We didn't have a chance to check the tide levels before paddling. When we visited the Visitor Center this morning, we learned that we would be paddling at just after low tide. This would mean that we would not be able to paddle as far up the channels as we would have liked. But this was still our first chance to use our kayaks and explore Gulf Coast waters in about a month. Below, Kathy starts our expedition as we leave the parking area:
We had three channel systems to explore in Davis Bayou. We couldn't explore out into the main waters toward the barrier islands because of very strong currents and winds, but these channels offered plenty of interesting things for us to see. We worked our way up the first of the channels:
Along the waterways, we found evidence of old piers and docks, no longer used:
Here is a view south, out toward the barrier islands. In the bright sun and blue sky of the afternoon, the water glistened like so many jewels:
One of the first shorebirds we spotted was this beautiful Snowy Egret, whose feathers nevertheless appeared blue - we assume from the blue light of sky reflected up on him from the bayou waters:
The park road for Gulf Islands National Seashore crosses an arm of the bayou on a causeway. One section of the causeway bridged deeper water, which we braved to see what wildlife we might spot on the upper reaches:
We were amply rewarded! This osprey sat on a tall dead tree, holding a fish it had just caught, trying to decided whether to make a meal of it in place, or fly off with the fish to escape our predatory gaze:
We heard from a nearby hiker that this upper water harbored a family of river otters, but we did not spot them - possibly because we couldn't get too far upstream due to low tide. We paddled back down toward more open water, and Kathy took her turn ducking under the causeway bridge:
Across from the causeway, this very large alligator sat, sunning and watching the tourists. s/he seemed to be particularly wary of us, and we took care not to paddle too close, for fear of pushing her to protect her territory or nest:
Having explored two of the streams feeding the bayou, we continued in search of the third. We worked our way out toward the point, beyond which lay open waters. It resembled a tropical island in the bright blue sky:
Due to low tide, the third channel didn't allow us to paddle far upstream, although we discovered that it flowed just below the Visitor Center for Gulf Islands National Seashore, and we enjoyed looking back at the viewing platforms from our water vantage point.

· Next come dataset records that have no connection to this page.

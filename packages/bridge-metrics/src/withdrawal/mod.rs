//! L2→L1 Withdrawals
//!
//! ## Submodules
//!
//! - `status` - Lifecycle stages, status reports and ETA formatting
//! - `portal` - Settlement-chain reads shared by the status strategies and the prover
//! - `strategy` - Ordered status strategies with per-strategy fall-through rules
//! - `resolver` - Status resolution for one withdrawal and the pending list
//! - `prover` - Proof construction, proving and finalization

pub mod portal;
pub mod prover;
pub mod resolver;
pub mod status;
pub mod strategy;

pub use portal::PortalView;
pub use prover::{FinalizeSummary, WithdrawalProver};
pub use resolver::{recent_origins, WithdrawalResolver};
pub use status::{format_eta, WithdrawalReport, WithdrawalStatus};
pub use strategy::{
    OutputRootStrategy, PortalEventStrategy, PortalStorageStrategy, StatusContext, StatusFinding,
    StatusStrategy,
};
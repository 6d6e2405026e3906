//! Confidential Reads
//!
//! ## Submodules
//!
//! - `relayer` - Seam to the confidential-compute relayer (keypairs, EIP-712 authorizations, decryption, encryption)
//! - `session` - Short-lived decryption sessions and their cache
//! - `reader` - Per-handle user decryption and public decryption over a cached session

pub mod reader;
pub mod relayer;
pub mod session;

pub use reader::{ConfidentialReader, DecryptOutcome};
pub use relayer::{EncryptedInput, Keypair, Relayer};
pub use session::{DecryptionSession, SessionCache};
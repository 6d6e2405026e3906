//! Endpoint rotation
//!
//! An [`EndpointSet`] is the ordered RPC URL list of one chain. [`rotate`]
//! runs an operation against each URL in turn until one succeeds; only
//! failures the caller's predicate accepts move on to the next URL, anything
//! else is returned immediately. [`RotatingClient`] composes rotation with
//! the per-endpoint retry of [`super::retry`].

use serde::de::DeserializeOwned;
use serde_json::Value;
use std::future::Future;
use std::sync::Arc;
use tracing::{debug, warn};

use super::retry::{with_retry, RetryConfig};
use super::transport::RpcTransport;
use crate::clock::Clock;
use crate::config::ChainConfig;
use crate::error::{Error, Result};

/// Ordered RPC URLs of one chain
#[derive(Debug, Clone, PartialEq, Eq)]
pub struct EndpointSet {
    label: String,
    urls: Vec<String>,
}

impl EndpointSet {
    pub fn new(label: impl Into<String>, urls: Vec<String>) -> Result<Self> {
        let label = label.into();
        if urls.is_empty() {
            return Err(Error::NoEndpoints(label));
        }
        Ok(Self { label, urls })
    }

    pub fn from_chain(chain: &ChainConfig) -> Result<Self> {
        Self::new(chain.name.clone(), chain.rpc_urls.clone())
    }

    pub fn label(&self) -> &str {
        &self.label
    }

    pub fn urls(&self) -> &[String] {
        &self.urls
    }

    pub fn len(&self) -> usize {
        self.urls.len()
    }

    pub fn is_empty(&self) -> bool {
        self.urls.is_empty()
    }
}

/// Run `operation` against each endpoint in order, first success wins.
///
/// Errors rejected by `is_rotatable` are returned as-is. When every
/// endpoint fails rotatably the result is [`Error::EndpointsExhausted`]
/// wrapping the last failure.
pub async fn rotate<T, F, Fut, P>(
    endpoints: &EndpointSet,
    is_rotatable: P,
    mut operation: F,
) -> Result<T>
where
    F: FnMut(String) -> Fut,
    Fut: Future<Output = Result<T>>,
    P: Fn(&Error) -> bool,
{
    let mut last_error = None;

    for (index, url) in endpoints.urls.iter().enumerate() {
        match operation(url.clone()).await {
            Ok(value) => {
                if index > 0 {
                    debug!(chain = %endpoints.label, url = %url, index, "Fallback endpoint succeeded");
                }
                return Ok(value);
            }
            Err(e) if is_rotatable(&e) => {
                warn!(
                    chain = %endpoints.label,
                    url = %url,
                    error = %e,
                    "RPC endpoint failed, rotating"
                );
                last_error = Some(e);
            }
            Err(e) => return Err(e),
        }
    }

    Err(Error::EndpointsExhausted {
        attempted: endpoints.len(),
        last: Box::new(
            last_error.unwrap_or_else(|| Error::NoEndpoints(endpoints.label.clone())),
        ),
    })
}

/// JSON-RPC client for one chain: retry with backoff on each endpoint,
/// then rotate to the next one on transient failure.
#[derive(Clone)]
pub struct RotatingClient {
    endpoints: EndpointSet,
    transport: Arc<dyn RpcTransport>,
    retry: RetryConfig,
    clock: Arc<dyn Clock>,
}

impl RotatingClient {
    pub fn new(
        endpoints: EndpointSet,
        transport: Arc<dyn RpcTransport>,
        retry: RetryConfig,
        clock: Arc<dyn Clock>,
    ) -> Self {
        Self {
            endpoints,
            transport,
            retry,
            clock,
        }
    }

    pub fn endpoints(&self) -> &EndpointSet {
        &self.endpoints
    }

    pub fn clock(&self) -> &Arc<dyn Clock> {
        &self.clock
    }

    /// Raw request with retry and rotation
    pub async fn request(&self, method: &str, params: Value) -> Result<Value> {
        let params = &params;
        rotate(&self.endpoints, Error::is_transient, |url| async move {
            self.request_at(&url, method, params.clone()).await
        })
        .await
    }

    /// Request against one endpoint, retried but never rotated
    pub async fn request_at(&self, url: &str, method: &str, params: Value) -> Result<Value> {
        let params = &params;
        with_retry(
            &self.retry,
            self.clock.as_ref(),
            method,
            Error::is_transient,
            |_| self.transport.request(url, method, params.clone()),
        )
        .await
    }

    /// Typed request with retry and rotation
    pub async fn call<R: DeserializeOwned>(&self, method: &str, params: Value) -> Result<R> {
        let value = self.request(method, params).await?;
        Ok(serde_json::from_value(value)?)
    }

    /// Typed request against one endpoint
    pub async fn call_at<R: DeserializeOwned>(
        &self,
        url: &str,
        method: &str,
        params: Value,
    ) -> Result<R> {
        let value = self.request_at(url, method, params).await?;
        Ok(serde_json::from_value(value)?)
    }

    /// Run a multi-call operation per endpoint, rotating on errors that
    /// `is_rotatable` accepts
    pub async fn with_rotation<T, F, Fut, P>(&self, is_rotatable: P, operation: F) -> Result<T>
    where
        F: FnMut(String) -> Fut,
        Fut: Future<Output = Result<T>>,
        P: Fn(&Error) -> bool,
    {
        rotate(&self.endpoints, is_rotatable, operation).await
    }
}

Working our way back to our boat ramp, we spotted a fisherman, working his way through the shallow water in his flat-bottomed boat, casting periodically for what we assumed were mullet. These little fish, ranging from 6 to 12 inches, fascinated us with their acrobatic leaps out of the water and their flight across up to 6 feet of water as they chased bugs skittering along the water surface.
We wrapped up our paddle by sidling up to the boat ramp, easing our kayaks out of the water, and already plotting our kayak of these waters on Sunday, closer to high tide.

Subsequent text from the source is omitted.